Diante desta informação, em uma leitura com olhos voltados para o campo imobiliário, cabe mencionar que entre as imobiliárias e o vendedor do imóvel não há relação de consumo, não se aplicando o CDC e, consequentemente, a lei do superendividamento, uma vez que essas empresas exercem um contrato de intermediação, não sendo considerado pelo Código Civil Brasileiro (CCB – Lei 10.406/2022) como prestação de serviços, já que não há fornecimento de produto ou serviço.
Todavia, as inovações trazidas ao CDC pelos artigos 54-A ao 54-D, aplicam-se ao crédito imobiliário. A redação do artigo 54-B, por exemplo, determina que ao ser fornecido crédito na venda a prazo, o consumidor deverá ser informado de forma prévia e adequada, no momento da oferta, sobre o custo efetivo total e a discriminação da sua composição; taxa efetiva mensal de juros, bem como a taxa de juros de mora e o total de encargos, de qualquer natureza, previstos para o atraso do pagamento; o montante das prestações e o prazo de validade da oferta, que deve
ser, no mínimo, de 2 (dois) dias; o direito do consumidor à liquidação antecipada e não onerosa do débito.
O mencionado comando legal impacta quando se opta por fazer um crédito imobiliário, já que a diretriz irá possibilitar que o consumidor possa comparar, por exemplo, os valores dos juros anuais com o custo efetivo total de uma outra instituição financeira; e a consequência dessa transparência e boa-fé por parte dos bancos ao obedecerem a lei vão ao encontro de seu objetivo, que é evitar ou tratar o superendividamento.
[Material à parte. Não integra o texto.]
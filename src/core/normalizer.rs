//! Evidence normalization: raw detections to a structured evidence pack.
//!
//! The normalizer is pure and deterministic: the same raw analysis and
//! source always produce a byte-identical pack. It merges near-duplicate
//! detections, derives chapters from event density, extracts key quotes,
//! and enforces the pack's timestamp invariants.
//!
//! # Design Decisions (V1)
//!
//! - **Drop, don't repair**: detections with unusable timestamps or scores
//!   are dropped with a data-quality warning, never guessed at
//! - **Anchor timestamps**: a merged event sits at its highest-confidence
//!   member's timestamp, with the cluster envelope as its range
//! - **Quotes are not events**: transcript-bearing detections become key
//!   quotes only, so spoken content is never counted twice

use std::collections::BTreeMap;

use thiserror::Error;
use tracing::warn;

use crate::domain::analysis::{DetectionKind, VideoAnalysis, VideoDetection};
use crate::domain::evidence::{
    evidence_id, EvidenceChapter, EvidenceEvent, EvidenceKeyQuote, EvidencePack,
    EvidencePackSource,
};

/// Two detections of the same thing within this many seconds merge
const MERGE_WINDOW_SECS: f64 = 2.0;

/// Preferred chapter bucket length in seconds
const CHAPTER_BUCKET_SECS: f64 = 30.0;

/// Minimum number of density buckets per video
const MIN_BUCKETS: usize = 4;

/// Fatal normalization failures; recorded on the job by the tracker
#[derive(Debug, Error)]
pub enum NormalizeError {
    #[error("video duration must be positive, got {0}")]
    BadDuration(f64),

    #[error("analysis contained {total} detections but none were usable")]
    NoUsableDetections { total: usize },
}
Pelo novo artigo 54-D, do CDC, trazendo ainda mais a lei para o setor de imóveis, deverão as construtoras e incorporadoras avaliar de forma responsável o crédito, analisando todos os informes de renda, consultar os órgãos de proteção ao crédito para verificar se o possível comprador já não se encontra em situação de insolvência.
Caso já esteja a pessoa superendividada e havendo demanda judicial, a lei possibilita a repactuação da dívida, devendo o consumidor se valer de um requerimento e apresentar plano para pagamento, que deverá ocorrer em no máximo 5 (cinco) anos. Importante aqui mencionar que o legislador, mais uma vez, se preocupou em deixar expressa a garantia do mínimo existencial, devendo ser observada quando da renegociação dos valores.
Entretanto, deve ser ressaltado em parágrafo próprio que não há a possibilidade dessa repactuação das dívidas se provenientes de contratos de crédito com garantia real, de financiamentos imobiliários e de crédito rural, conforme determinado pelo artigo 104-A, parágrafo 1º, do CDC.
Em resumo, a lei veio em momento oportuno, fortalecendo ainda mais a prática de crédito responsável e a solução para conflitos é vantajosa tanto para que paga quanto para quem irá receber. Embora tenha o legislador possibilitado benefícios para que a dívida seja quitada, o importante é que se tente ao máximo realizar consumo consciente, devendo, sempre que possível, fazer um planejamento que caiba em seu orçamento. Um cuidado especial merece o uso do cartão de crédito e cheque especial, pois sabemos que em razão das facilidades muitas pessoas não se dão conta do quanto consomem e, ao chegar a fatura, se deparam com um valor acima do previsto, podendo ser aí o início do superendividamento.